Work required:
Go through the records below and report each line with "Deserialize" in it.

Saved data entries
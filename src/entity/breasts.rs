//! Breast appearance value record.

use serde::{Deserialize, Serialize};

use crate::config::character::keys;
use crate::config::ConfigStore;

/// Snapshot of an entity's breast appearance settings, detached from any
/// store so it can travel in peer-propagation payloads.
#[derive(Debug, Clone, Copy, PartialEq, Serialize, Deserialize)]
pub struct Breasts {
    pub offset: [f32; 3],
    pub uniboob: bool,
    pub cleavage: f32,
}

impl Breasts {
    pub fn from_store(store: &ConfigStore) -> Self {
        Self {
            offset: [
                store.get(&keys::BREASTS_X_OFFSET),
                store.get(&keys::BREASTS_Y_OFFSET),
                store.get(&keys::BREASTS_Z_OFFSET),
            ],
            uniboob: store.get(&keys::BREASTS_UNIBOOB),
            cleavage: store.get(&keys::BREASTS_CLEAVAGE),
        }
    }

    /// Copy the offset triple onto a store. Out-of-bound axes are rejected
    /// per key and leave that axis unchanged.
    pub fn update_offsets(store: &mut ConfigStore, offset: [f32; 3]) {
        let _ = store.set(&keys::BREASTS_X_OFFSET, offset[0]);
        let _ = store.set(&keys::BREASTS_Y_OFFSET, offset[1]);
        let _ = store.set(&keys::BREASTS_Z_OFFSET, offset[2]);
    }

    /// Copy every field of this record onto a store.
    pub fn apply_to(&self, store: &mut ConfigStore) {
        Self::update_offsets(store, self.offset);
        let _ = store.set(&keys::BREASTS_CLEAVAGE, self.cleavage);
        let _ = store.set(&keys::BREASTS_UNIBOOB, self.uniboob);
    }
}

Solution for this task:
use serde::{Deserialize, Serialize};
#[derive(Debug, Clone, Copy, PartialEq, Serialize, Deserialize)]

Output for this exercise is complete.